NEW: LITERATURE IN ENGLISH

This course explores developments in British literature from the late eighteenth century to the present day—a period marked by the effects of the French and American Revolutions, rapid industrialization, the rise and decline of empire, two world wars, the development of regional identities within Britain, and growing uncertainty about the meaning of “Britishness” in a global context. Beginning with the Romantics and ending with contemporary English poetry, we will discuss such issues as the construction of tradition, the imagining of Britain, conservatism versus radicalism, the empire, and the usefulness (or not) of periodization. The centerpiece of the course is close reading—of poetry, prose, essays, and plays.

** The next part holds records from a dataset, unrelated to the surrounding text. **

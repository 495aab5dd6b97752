use std::sync::Arc;

use async_trait::async_trait;
use dashmap::DashMap;
use serde_json::{json, Value};
use tokio::sync::broadcast;
use tracing::{debug, error, info, instrument, warn};

use super::{EventHandler, KeyedLocks, RunnableDispatcher};
use crate::error::{Error, Result};
use crate::lifecycle::{run_state_machine, RunContext, RunState, RunStateMachineFactory};
use crate::model::{Run, RunChangedEvent, Runnable, RunnableChangedEvent};
use crate::runtime::{EntityService, RuntimeRegistry};

const CHANGES_CAPACITY: usize = 256;

/// Persistence of runs.
#[async_trait]
pub trait RunRepository: Send + Sync {
    async fn save(&self, run: &Run) -> Result<()>;

    async fn find(&self, id: &str) -> Result<Option<Run>>;

    async fn find_all(&self) -> Result<Vec<Run>>;

    /// Removing a missing run is not an error.
    async fn remove(&self, id: &str) -> Result<()>;
}

#[derive(Default)]
pub struct InMemoryRunRepository {
    runs: DashMap<String, Run>,
}

impl InMemoryRunRepository {
    pub fn new() -> Self {
        Self::default()
    }
}

#[async_trait]
impl RunRepository for InMemoryRunRepository {
    async fn save(&self, run: &Run) -> Result<()> {
        self.runs.insert(run.id.clone(), run.clone());
        Ok(())
    }

    async fn find(&self, id: &str) -> Result<Option<Run>> {
        Ok(self.runs.get(id).map(|run| run.clone()))
    }

    async fn find_all(&self) -> Result<Vec<Run>> {
        Ok(self.runs.iter().map(|entry| entry.value().clone()).collect())
    }

    async fn remove(&self, id: &str) -> Result<()> {
        self.runs.remove(id);
        Ok(())
    }
}

/// Drives runs through the run state graph.
///
/// Every state change goes through a fresh machine positioned at the stored
/// state, under the run's id lock. Framework verbs happen outside that lock;
/// their outcome comes back as a [`RunnableChangedEvent`] handled by
/// [`RunManager::on_runnable_changed`].
pub struct RunManager {
    repository: Arc<dyn RunRepository>,
    runtimes: RuntimeRegistry,
    entities: Arc<dyn EntityService>,
    dispatcher: RunnableDispatcher,
    machines: RunStateMachineFactory,
    locks: KeyedLocks,
    changes: broadcast::Sender<RunChangedEvent>,
}

impl RunManager {
    pub fn new(
        repository: Arc<dyn RunRepository>,
        runtimes: RuntimeRegistry,
        entities: Arc<dyn EntityService>,
        dispatcher: RunnableDispatcher,
    ) -> Self {
        let (changes, _) = broadcast::channel(CHANGES_CAPACITY);
        Self {
            repository,
            runtimes,
            entities,
            dispatcher,
            machines: run_state_machine(),
            locks: KeyedLocks::new(),
            changes,
        }
    }

    /// Listen to applied run transitions.
    pub fn subscribe(&self) -> broadcast::Receiver<RunChangedEvent> {
        self.changes.subscribe()
    }

    pub async fn get(&self, id: &str) -> Result<Run> {
        self.repository
            .find(id)
            .await?
            .ok_or_else(|| Error::NotFound("run", id.to_string()))
    }

    pub async fn list(&self) -> Result<Vec<Run>> {
        self.repository.find_all().await
    }

    /// Register a new run in `CREATED`.
    pub async fn create(&self, mut run: Run) -> Result<Run> {
        self.runtimes.for_run(&run)?;
        run.task_ref()?;
        run.state = RunState::Created;
        run.touch();
        self.repository.save(&run).await?;
        info!(run_id = %run.id, kind = %run.kind, task = %run.task, "run created");
        let _ = self.changes.send(RunChangedEvent {
            run: run.clone(),
            previous: RunState::Created,
        });
        Ok(run)
    }

    /// Resolve the effective spec and move to `BUILT`.
    #[instrument(skip(self))]
    pub async fn build(&self, id: &str) -> Result<Run> {
        let run = self.get(id).await?;
        let runtime = self.runtimes.for_run(&run)?;
        let task = run.task_ref()?;

        let resolved = async {
            let function = self.entities.function(&task).await?;
            let task = self.entities.task(&task).await?;
            runtime.build(&function, &task, &run)
        }
        .await;

        match resolved {
            Ok(spec) => {
                self.transition(id, RunState::Built, None, move |run| run.spec = spec)
                    .await
            }
            Err(e) => Err(self.fail(id, e).await),
        }
    }

    /// Produce the runnable, move to `READY` and submit it.
    #[instrument(skip(self))]
    pub async fn run(&self, id: &str) -> Result<Run> {
        let run = self.get(id).await?;
        let runtime = self.runtimes.for_run(&run)?;
        let runnable = match runtime.run(&run).await {
            Ok(runnable) => runnable,
            Err(e) => return Err(self.fail(id, e).await),
        };

        let framework = runnable.framework();
        let run = self
            .transition(id, RunState::Ready, Some(&runnable), move |run| {
                run.status
                    .insert("framework".to_string(), Value::String(framework.to_string()));
            })
            .await?;

        self.dispatcher.run(&runnable).await?;
        Ok(run)
    }

    /// Move to `STOP` and ask the framework to stop.
    #[instrument(skip(self))]
    pub async fn stop(&self, id: &str) -> Result<Run> {
        let runnable = self.stored_runnable(id).await?;
        let run = self.transition(id, RunState::Stop, None, |_| {}).await?;
        self.dispatcher.stop(&runnable).await?;
        Ok(run)
    }

    /// Move to `RESUME` and ask the framework to resume.
    #[instrument(skip(self))]
    pub async fn resume(&self, id: &str) -> Result<Run> {
        let runnable = self.stored_runnable(id).await?;
        let run = self.transition(id, RunState::Resume, None, |_| {}).await?;
        self.dispatcher.resume(&runnable).await?;
        Ok(run)
    }

    /// Move to `DELETING` and tear down backend objects. Runs that never
    /// reached a framework go straight to `DELETED`. Calling it again on a
    /// run left in `DELETING` retries the teardown.
    #[instrument(skip(self))]
    pub async fn delete(&self, id: &str) -> Result<Run> {
        let current = self.get(id).await?;
        let run = if current.state == RunState::Deleting {
            info!(run_id = %id, "retrying teardown of deleting run");
            current
        } else {
            self.transition(id, RunState::Deleting, None, |_| {}).await?
        };
        let runnable = match run.framework() {
            Some(framework) => self.dispatcher.find(framework, id).await?,
            None => None,
        };
        match runnable {
            Some(runnable) => {
                self.dispatcher.destroy(&runnable).await?;
                Ok(run)
            }
            None => self.transition(id, RunState::Deleted, None, |_| {}).await,
        }
    }

    /// Apply a runnable change to its run. Unreachable targets are logged and
    /// dropped. Returns the run as stored afterwards, if it still exists.
    #[instrument(skip_all, fields(run_id = %event.run_id(), state = %event.state()))]
    pub async fn on_runnable_changed(&self, event: RunnableChangedEvent) -> Result<Option<Run>> {
        let id = event.run_id().to_string();
        let target = event.state();
        let runnable = event.runnable;

        let guard = self.locks.lock(&id).await;
        let Some(mut run) = self.repository.find(&id).await? else {
            debug!("run no longer exists, ignoring runnable change");
            drop(guard);
            self.locks.forget(&id);
            return Ok(None);
        };
        let previous = run.state;

        let mut machine = self.machines.build(previous, RunContext::new(&id));
        if let Err(refused) = machine.go_to_state(target, runnable.as_ref()) {
            if previous != target {
                warn!(current = %previous, available = ?refused.available, "transition not allowed, dropping change");
                return Ok(Some(run));
            }
        }
        run.state = machine.current_state();
        if let Some(message) = machine.context().error_message() {
            run.status
                .insert("message".to_string(), Value::String(message.to_string()));
        }
        if let Some(runnable) = &runnable {
            record_status(&mut run, runnable);
        }
        run.touch();

        if run.state == RunState::Deleted {
            self.repository.remove(&id).await?;
        } else {
            self.repository.save(&run).await?;
        }
        drop(guard);
        if run.state == RunState::Deleted {
            self.locks.forget(&id);
        }

        if run.state != previous {
            info!(from = %previous, to = %run.state, "run state changed");
        }
        if run.state == RunState::Completed && previous != RunState::Completed {
            if let Some(runnable) = &runnable {
                self.complete(&run, runnable).await;
            }
        }
        let _ = self.changes.send(RunChangedEvent {
            run: run.clone(),
            previous,
        });
        Ok(Some(run))
    }

    async fn complete(&self, run: &Run, runnable: &Runnable) {
        let outcome = match self.runtimes.for_run(run) {
            Ok(runtime) => runtime.on_complete(run, runnable).await,
            Err(e) => Err(e),
        };
        if let Err(e) = outcome {
            error!(run_id = %run.id, error = %e, "completion hook failed");
        }
    }

    async fn stored_runnable(&self, id: &str) -> Result<Runnable> {
        let run = self.get(id).await?;
        let framework = run.framework().ok_or_else(|| {
            Error::InvalidArgument(format!("run {id} was never submitted to a framework"))
        })?;
        self.dispatcher
            .find(framework, id)
            .await?
            .ok_or_else(|| Error::NotFound("runnable", id.to_string()))
    }

    /// Move the stored run to `target` under its lock, then persist and
    /// announce it.
    async fn transition<F>(
        &self,
        id: &str,
        target: RunState,
        input: Option<&Runnable>,
        update: F,
    ) -> Result<Run>
    where
        F: FnOnce(&mut Run) + Send,
    {
        let guard = self.locks.lock(id).await;
        let mut run = self.get(id).await?;
        let previous = run.state;

        let mut machine = self.machines.build(previous, RunContext::new(id));
        machine.go_to_state(target, input)?;
        run.state = machine.current_state();
        if let Some(message) = machine.context().error_message() {
            run.status
                .insert("message".to_string(), Value::String(message.to_string()));
        }
        update(&mut run);
        run.touch();

        if run.state == RunState::Deleted {
            self.repository.remove(id).await?;
        } else {
            self.repository.save(&run).await?;
        }
        drop(guard);
        if run.state == RunState::Deleted {
            self.locks.forget(id);
        }

        debug!(run_id = %id, from = %previous, to = %run.state, "run transitioned");
        let _ = self.changes.send(RunChangedEvent {
            run: run.clone(),
            previous,
        });
        Ok(run)
    }

    /// Record `err` on the run by moving it to `ERROR`, returning `err`.
    async fn fail(&self, id: &str, err: Error) -> Error {
        let input = Runnable {
            id: id.to_string(),
            error: Some(err.to_string()),
            ..Runnable::default()
        };
        if let Err(e) = self.transition(id, RunState::Error, Some(&input), |_| {}).await {
            warn!(run_id = %id, error = %e, "could not move run to error");
        }
        err
    }
}

fn record_status(run: &mut Run, runnable: &Runnable) {
    let status = &mut run.status;
    status.insert("framework".to_string(), json!(runnable.framework()));
    if let Some(message) = &runnable.message {
        status.insert("message".to_string(), json!(message));
    }
    match &runnable.error {
        Some(error) => {
            status.insert("error".to_string(), json!(error));
        }
        None => {
            status.remove("error");
        }
    }
    if !runnable.results.is_empty() {
        status.insert("results".to_string(), json!(runnable.results));
    }
}

#[async_trait]
impl EventHandler<RunnableChangedEvent> for RunManager {
    async fn handle(&self, event: RunnableChangedEvent) {
        let run_id = event.run_id().to_string();
        if let Err(e) = self.on_runnable_changed(event).await {
            error!(run_id = %run_id, error = %e, "failed to apply runnable change");
        }
    }
}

There will also be a strong emphasis on the historical and social contexts of the works we are reading, and on the specific ways in which historical forces and social changes shape and are shaped by the formal features of literary texts.  The question of whether British literature represents an active engagement with or an escapist idealization of the historical developments during the last two and a half centuries will be a continuous focus.

 

Course

LIT 257   Literature of the U.S. I: Cross-Referencing the Puritans

Professor

Elizabeth Frank

CRN

95050

 

Schedule

Wed Th       10:30 -11:50 am    OLIN 304

Distribution

OLD: B/C

NEW: LITERATURE IN ENGLISH

Cross-listed: American Studies, Victorian Studies

Writings from the first three generations of Puritan settlement in seventeenth-century Massachusetts are closely examined not only in relation to each other but also to later American texts bearing persistent traces of Puritan concerns.  We will explore such essential Puritan obsessions as the authority of divinely authored Scripture, original sin, predestination, election, free grace, "the city on a hill," and covenanted relations between mankind and God.  Our focus will be the contradictory and problematic features of Puritan culture as they find expression in Puritan literature, with its predilection for the plain style, figurative language, the rhetoric of religious emotion, and the construction of the radically individual self.  Authors include notable Puritan divines, poets, historians and citizens, as well as later writers, among them Jonathan Edwards, Washington Irving, Emerson, Emily Dickinson, Mark Twain, and Robert Lowell.

 

Course

LIT 259   Literature of the U.S. III

Professor

Karin Roffman

CRN

95063

 

Schedule

Mon Wed     10:30 -11:50 am    OLIN 202

Distribution

OLD: B/C

NEW: LITERATURE IN ENGLISH / RETHINKING  DIFFERENCE

In this course we will track the development of American literature between 1865 and 1930 by working out the relationship between a series of literary movements—realism, regionalism, naturalism, and modernism—and a series of epochal historical events: among them, Reconstruction, Jim Crow, the rise of the corporation, the Indian Wars, imperialism, the “New Woman,” new technologies, the birth of modern consumerism, the trauma of World War I, anxiety over immigration, and the various hedonisms of the so-called “Jazz Age.” While writing (and rewriting) this macro-narrative with our left hands, we will be writing a micro-narrative with our right hands, in which we attend not to vast social panoramas but to the moment-to-moment unfoldings of each writer’s art. Authors include Twain, James, Crane, Chesnutt, Chopin, Wharton, Frost, Williams, Hemingway, Fitzgerald, Larsen, Cather, Hughes, Stevens, and Faulkner.